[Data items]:
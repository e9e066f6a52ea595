//! Operator registry.
//!
//! Each boxed type owns a table of operator slots. A slot holds a unary
//! function (`self` only) or a binary one (`self` plus another operand of the
//! same type); a bit vector records which slots are populated so a lookup is a
//! single bit test. The container only forwards slot indices and never knows
//! which operators exist.

use crate::bitset::DynamicBitSet;
use crate::config::{self, RegistryConfig};
use crate::error::{AnyError, messages};
use crate::registry::{self, RegistryId, TypeRegistry};
use std::fmt;
use std::sync::{OnceLock, PoisonError, RwLock};

pub type UnaryFn = unsafe fn(*mut u8);
pub type BinaryFn = unsafe fn(*mut u8, *const u8);

#[derive(Clone, Copy)]
pub enum OperatorFn {
    Unary(UnaryFn),
    Binary(BinaryFn),
}

impl OperatorFn {
    pub fn arity(self) -> usize {
        match self {
            OperatorFn::Unary(_) => 1,
            OperatorFn::Binary(_) => 2,
        }
    }

    /// Call the operator, checking operands against its arity.
    ///
    /// # Safety
    /// `lhs` (and `rhs` when given) must point at live values of the type the
    /// operator was registered for.
    pub unsafe fn invoke(
        self,
        slot: usize,
        lhs: *mut u8,
        rhs: Option<*const u8>,
    ) -> Result<(), AnyError> {
        if lhs.is_null() {
            return Err(AnyError::InvalidState(messages::NULL_SOURCE));
        }
        let rhs = rhs.filter(|p| !p.is_null());
        match (self, rhs) {
            (OperatorFn::Unary(f), None) => {
                unsafe { f(lhs) };
                Ok(())
            }
            (OperatorFn::Binary(f), Some(rhs)) => {
                unsafe { f(lhs, rhs) };
                Ok(())
            }
            (op, rhs) => Err(AnyError::ArityMismatch {
                slot,
                expected: op.arity(),
                supplied: 1 + rhs.is_some() as usize,
            }),
        }
    }
}

impl fmt::Debug for OperatorFn {
    fn fmt(&self, f: &mut fmt::Formatter<'_>) -> fmt::Result {
        match self {
            OperatorFn::Unary(_) => f.write_str("Unary"),
            OperatorFn::Binary(_) => f.write_str("Binary"),
        }
    }
}

/// Operator slots of one type.
#[derive(Clone, Debug)]
pub struct OperatorTable {
    mask: DynamicBitSet,
    slots: Vec<Option<OperatorFn>>,
}

impl OperatorTable {
    pub fn new(capacity: usize) -> Self {
        Self {
            mask: DynamicBitSet::new(capacity),
            slots: vec![None; capacity],
        }
    }

    pub fn capacity(&self) -> usize {
        self.slots.len()
    }

    /// Number of populated slots.
    pub fn len(&self) -> usize {
        self.mask.count_ones()
    }

    pub fn is_empty(&self) -> bool {
        self.len() == 0
    }

    #[inline]
    pub fn contains(&self, slot: usize) -> bool {
        self.mask.test(slot)
    }

    pub fn register(&mut self, slot: usize, f: OperatorFn) -> Result<(), AnyError> {
        if slot >= self.capacity() {
            return Err(AnyError::OperatorSlotOutOfRange {
                slot,
                capacity: self.capacity(),
            });
        }
        if self.contains(slot) {
            return Err(AnyError::OperatorSlotOccupied { slot });
        }
        self.slots[slot] = Some(f);
        self.mask.set(slot);
        Ok(())
    }

    pub fn get(&self, slot: usize) -> Option<OperatorFn> {
        if !self.contains(slot) {
            return None;
        }
        self.slots.get(slot).copied().flatten()
    }

    /// # Safety
    /// See [`OperatorFn::invoke`].
    pub unsafe fn invoke(
        &self,
        slot: usize,
        lhs: *mut u8,
        rhs: Option<*const u8>,
    ) -> Result<(), AnyError> {
        let f = self
            .get(slot)
            .ok_or(AnyError::OperatorSlotUnregistered { slot })?;
        unsafe { f.invoke(slot, lhs, rhs) }
    }

    pub fn registered_slots(&self) -> impl Iterator<Item = usize> + '_ {
        self.mask.iter_ones()
    }
}

/// Operator tables of every registered type, indexed by registry id.
pub struct OperatorRegistry {
    slots_per_type: usize,
    type_capacity: usize,
    tables: RwLock<Vec<OperatorTable>>,
}

impl OperatorRegistry {
    pub fn new(config: RegistryConfig) -> Self {
        Self {
            slots_per_type: config.operator_slots,
            type_capacity: config.type_capacity,
            tables: RwLock::new(Vec::new()),
        }
    }

    pub fn global() -> &'static OperatorRegistry {
        static GLOBAL: OnceLock<OperatorRegistry> = OnceLock::new();
        GLOBAL.get_or_init(|| OperatorRegistry::new(config::current()))
    }

    pub fn slots_per_type(&self) -> usize {
        self.slots_per_type
    }

    pub fn register(&self, id: RegistryId, slot: usize, f: OperatorFn) -> Result<(), AnyError> {
        if id.index() >= self.type_capacity {
            return Err(AnyError::CapacityExceeded {
                capacity: self.type_capacity,
            });
        }
        {
            let mut tables = self.tables.write().unwrap_or_else(PoisonError::into_inner);
            if tables.len() <= id.index() {
                let slots = self.slots_per_type;
                tables.resize_with(id.index() + 1, || OperatorTable::new(slots));
            }
            tables[id.index()].register(slot, f)?;
        }
        log::debug!("[operator] type {id} slot {slot} registered ({f:?})");
        Ok(())
    }

    pub fn get(&self, id: RegistryId, slot: usize) -> Option<OperatorFn> {
        self.tables
            .read()
            .unwrap_or_else(PoisonError::into_inner)
            .get(id.index())
            .and_then(|table| table.get(slot))
    }

    pub fn contains(&self, id: RegistryId, slot: usize) -> bool {
        self.get(id, slot).is_some()
    }

    /// Snapshot of the table for `id`.
    pub fn table(&self, id: RegistryId) -> Option<OperatorTable> {
        self.tables
            .read()
            .unwrap_or_else(PoisonError::into_inner)
            .get(id.index())
            .cloned()
    }
}

/// Register `f` as the unary operator in `slot` for `T`.
pub fn register_unary<T: 'static>(slot: usize, f: fn(&mut T)) -> Result<(), AnyError> {
    // SAFETY: `&mut T` and `*mut u8` are ABI-compatible pointer arguments for
    // sized `T`; the table only ever calls this with a pointer to a live `T`.
    let erased = unsafe { std::mem::transmute::<fn(&mut T), UnaryFn>(f) };
    OperatorRegistry::global().register(registry::id_of::<T>(), slot, OperatorFn::Unary(erased))
}

/// Register `f` as the binary operator in `slot` for `T`. The first argument
/// is the receiver, the second the other operand.
pub fn register_binary<T: 'static>(slot: usize, f: fn(&mut T, &T)) -> Result<(), AnyError> {
    // SAFETY: as in `register_unary`; both operands are live `T`s.
    let erased = unsafe { std::mem::transmute::<fn(&mut T, &T), BinaryFn>(f) };
    OperatorRegistry::global().register(registry::id_of::<T>(), slot, OperatorFn::Binary(erased))
}

/// Whether `T` has an operator in `slot`. Never assigns an id.
pub fn is_registered<T: 'static>(slot: usize) -> bool {
    TypeRegistry::global()
        .lookup::<T>()
        .is_some_and(|id| OperatorRegistry::global().contains(id, slot))
}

[ACTION ITEM]: In the data above, copy every line where the string "RwLock" appears.

[TASK RESPONSE]:
use std::sync::{OnceLock, PoisonError, RwLock};
    tables: RwLock<Vec<OperatorTable>>,
            tables: RwLock::new(Vec::new()),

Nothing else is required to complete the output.